Clyde Bruckman was back on the unit, this time in the director’s chair and fresh from co-directing Keaton’s THE GENERAL. Like that film and PLAY SAFE, trains would play a large role in the new effort, albeit less dramatically. HORSE SHOES introduces us to Monty, a flustered junior lawyer with a superstition for good-luck horseshoes. He has two ambitions: to make a success of being a lawyer, and to marry the boss’s daughter (a young Jean Arthur). Coincidentally, he bumps into her on the street after he has just been knocked over by a car. Their meeting is a lovely little scene, with Jean standing in front of an angel statue; from Monty’s viewpoint, the wings seem to belong to her. She helps him up and finds they are bound for the station to catch the same train. Bumping into a newly married couple on his way there, Monty accidentally picks up a ‘just married’ sign, which attaches itself to his back. The passengers on the train assume that Monty and Jean are married, and a comedy of errors results. At night time, Monty tries to get to his bunk, but finds it is above Jean’s, leading to lots of embarrassment as he tries to get to bed under the nosy gaze of the other passengers. There’s a particularly fun gag as Monty spots Jean’s arm protruding from her booth, seeming to wave in a “come here” motion (actually, she’s applying lotion to her arm). As he approaches, the arm changes to a “go away” gesture, before beckoning him forward again, leaving him completely confused as to her intentions.

Eventually, Monty ends up helping out Jean and her father by defending them in court; the hearing descends into a free-for-all, but Monty triumphs, winning the case and marriage to Jean, this time for real!

Buster Keaton fans may recognise much of the train section of the plot; Bruckman, ever a recycler of material, lifted the sequence wholesale for Keaton’s Columbia short PARDON MY BERTH MARKS in 1940, right down to gags and even camera setups. HORSE SHOES moves quickly with snappy gag sequences such as these, and Banks is well-suited to the more situational comedy. Again, reviews were mainly positive, but for all his efforts, it wasn’t quite successful enough to be a breakthrough effort giving him the prominence he deserved. One suspects his films were simply lost in the sheer glut of great comedy product flooding the market in the mid- late 1920s. Films like HORSE SHOES or ATTA BOY, which still stand up well today, couldn’t get the credit they deserved amongst all the competition from Keaton, Lloyd et al. It’s perhaps indicative of how many great comedies were being made at the time that something the quality of ‘PLAY SAFE’ could be denounced as ‘pretty poor’ by Photoplay.

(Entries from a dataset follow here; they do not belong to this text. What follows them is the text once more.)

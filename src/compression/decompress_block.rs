use log::{debug, trace};

use crate::bitstream::bitreader::BitReader;
use crate::error::Result;
use crate::huffman_coding::code_table::CodeTable;

use super::header::format_error;

/// Decode one block payload back to exactly `original_len` bytes.
///
/// Bits are read one at a time into a candidate code. After each bit the candidate is looked
/// up; since the codes are prefix free a hit is the only possible symbol. Bytes of the last
/// symbol past `original_len` are its zero padding and are dropped, as are any bits left
/// over after that.
pub fn decompress_block(
    table: &CodeTable,
    payload: &[u8],
    original_len: usize,
    seq: usize,
) -> Result<Vec<u8>> {
    if original_len == 0 {
        return Ok(Vec::new());
    }
    // Every code is at least one bit and yields one symbol.
    let most = payload.len().saturating_mul(8).saturating_mul(table.width());
    if original_len > most {
        return Err(format_error(format!(
            "block {} claims {} bytes but {} payload bytes can hold at most {}",
            seq,
            original_len,
            payload.len(),
            most
        )));
    }
    let mut out = Vec::with_capacity(original_len);
    if table.is_empty() {
        return Err(format_error(format!(
            "block {} holds {} bytes but the header has no codes",
            seq, original_len
        )));
    }

    let max_len = table.max_len();
    let mut br = BitReader::new(payload);
    // Candidate code: `len` bits, right-justified in `raw`.
    let mut len: u8 = 0;
    let mut raw: u64 = 0;

    while out.len() < original_len {
        let bit = match br.bit() {
            Some(bit) => bit,
            None => {
                return Err(format_error(format!(
                    "block {} ran out of bits after {} of {} bytes",
                    seq,
                    out.len(),
                    original_len
                )))
            }
        };
        raw = raw << 1 | bit;
        len += 1;

        if let Some(symbol) = table.decode(len, raw) {
            let keep = symbol.len().min(original_len - out.len());
            out.extend_from_slice(&symbol[..keep]);
            len = 0;
            raw = 0;
        } else if len >= max_len {
            return Err(format_error(format!(
                "block {} has no code matching {} bits at {}",
                seq,
                len,
                br.loc()
            )));
        }
    }

    trace!("Block {} decoded, {} bits unused.", seq, br.bits_left());
    debug!(
        "Block {}: {} bytes in, {} bytes out.",
        seq,
        payload.len(),
        out.len()
    );
    Ok(out)
}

What could Banks do to get noticed? Ever savvy, he took inspiration from the news headlines. As he looked for inspiration in the Spring of 1927, the eyes of the world were on the sky. The race to fly across the Atlantic was on, with national pride (not to mention the $125,000 Orteig prize) at stake. Aviation caught the public imagination as never before, dominating the news and inevitably filtering through to popular entertainment.

Aeroplanes had been providing increasingly frequent thrills in films for several years by the time the aviation boom reached its peak. Aerial stunt work in movies was becoming a reliable source of income for pilots. Some, such as the French pilot Charles Nungesser, even starred in their own films. The use of aeroplanes in silent films would reach its glamorous zenith with Clara Bow’s WINGS, filmed in early 1927 at a budget of $2million. For Banks, aviation was a perfect subject for his next comedy. He announced that his next picture would be “a flying comedy entitled ‘AN ACE IN THE HOLE’” in April 1927.

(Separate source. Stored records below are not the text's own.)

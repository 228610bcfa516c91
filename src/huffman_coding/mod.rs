//! The huffman module turns symbol counts into codes.
//!
//! Classic two pass static coding: one table for the whole input, built once from the counts
//! and carried in the header. Codes are limited to 56 bits so that a code and its length pack
//! into one u64. An input whose tree would go deeper is refused, never truncated.

pub mod code;
pub mod code_table;
pub mod huffman;
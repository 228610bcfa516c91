//! Static huffman coding over fixed-width symbols.
//!
//! Version 0.1.0
//!
//! A symbol is a run of N bytes (N chosen per compression, recorded in the output). The whole
//! input is counted once, one huffman table is built, and the input is then coded chunk by
//! chunk into self-describing blocks. Wider symbols can capture structure a byte oriented coder
//! misses, at the price of a larger table in the header.
//!
//! Basic usage from code:
//!
//! ```
//! use symhuff::{compress_bytes, decompress_bytes, CodecOpts};
//!
//! let data = b"abababababababab-abababab";
//! let packed = compress_bytes(data, &CodecOpts::new(2)).unwrap();
//! assert_eq!(decompress_bytes(&packed).unwrap(), data);
//! ```
//!
//! And from the command line:
//!
//! `$> hc -z test.txt -n 2`
//!
//! This will compress the file and create the file test.txt.2.hc.
//!
pub mod bitstream;
pub mod compression;
pub mod error;
pub mod huffman_coding;
pub mod tools;

#[cfg(test)]
mod tests;

pub use compression::compress::{compress, compress_bytes, CompressStats};
pub use compression::decompress::{decompress, decompress_bytes, decompress_with, DecompressStats};
pub use error::{HcError, Result};
pub use tools::options::{Backend, CodecOpts};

The timing couldn’t have been better. As spring cleared fog over the Atlantic, the race was on for transatlantic glory, and the hopefuls were busy preparing and beginning their attempts. By the time outside contender Charles Lindbergh (nicknamed ‘The Flying Fool’ by a sceptical New York Times) completed his successful flight on 21 May, excitement was at fever pitch. Banks and his distributors at Pathé must have been rubbing their hands with glee as filming went ahead during all of this. To further capitalise on Lindbergh’s fame, the film’s title changed to THE FLYING FOOL in early June, but by the time production wrapped in the summer, it had been retitled FLYING LUCK. Clearly Banks hoped to hark back to his early success of RACING LUCK (in fact, he even used the same director, Herman C Raymaker).

FLYING LUCK presents Monty as a keen amateur pilot who idolises Lindbergh. He joins the flying corps, but soon gets on the wrong side of sergeant Kewpie Morgan, especially when the two of them vie for the hand of Jean Arthur, the colonel’s daughter. Banks is predictably ill-suited to military life, but redeems himself in a match of air polo.

The aerial sequences are well-filmed, but the novelty value of aviation doesn’t quite cover for the fact that the love-triangle plot and military ’fish out of water’ sequences are fairly standard comedy, compared to Banks’ previous efforts. FLYING LUCK is an enjoyable and charming little comedy, but in a year when it was up against THE GENERAL and THE KID BROTHER, couldn’t help but pale in comparison. Perhaps the lack of Clyde Bruckman was partly responsible; Banks was able to entice him back for his next effort, A PERFECT GENTLEMAN, shot in late 1927.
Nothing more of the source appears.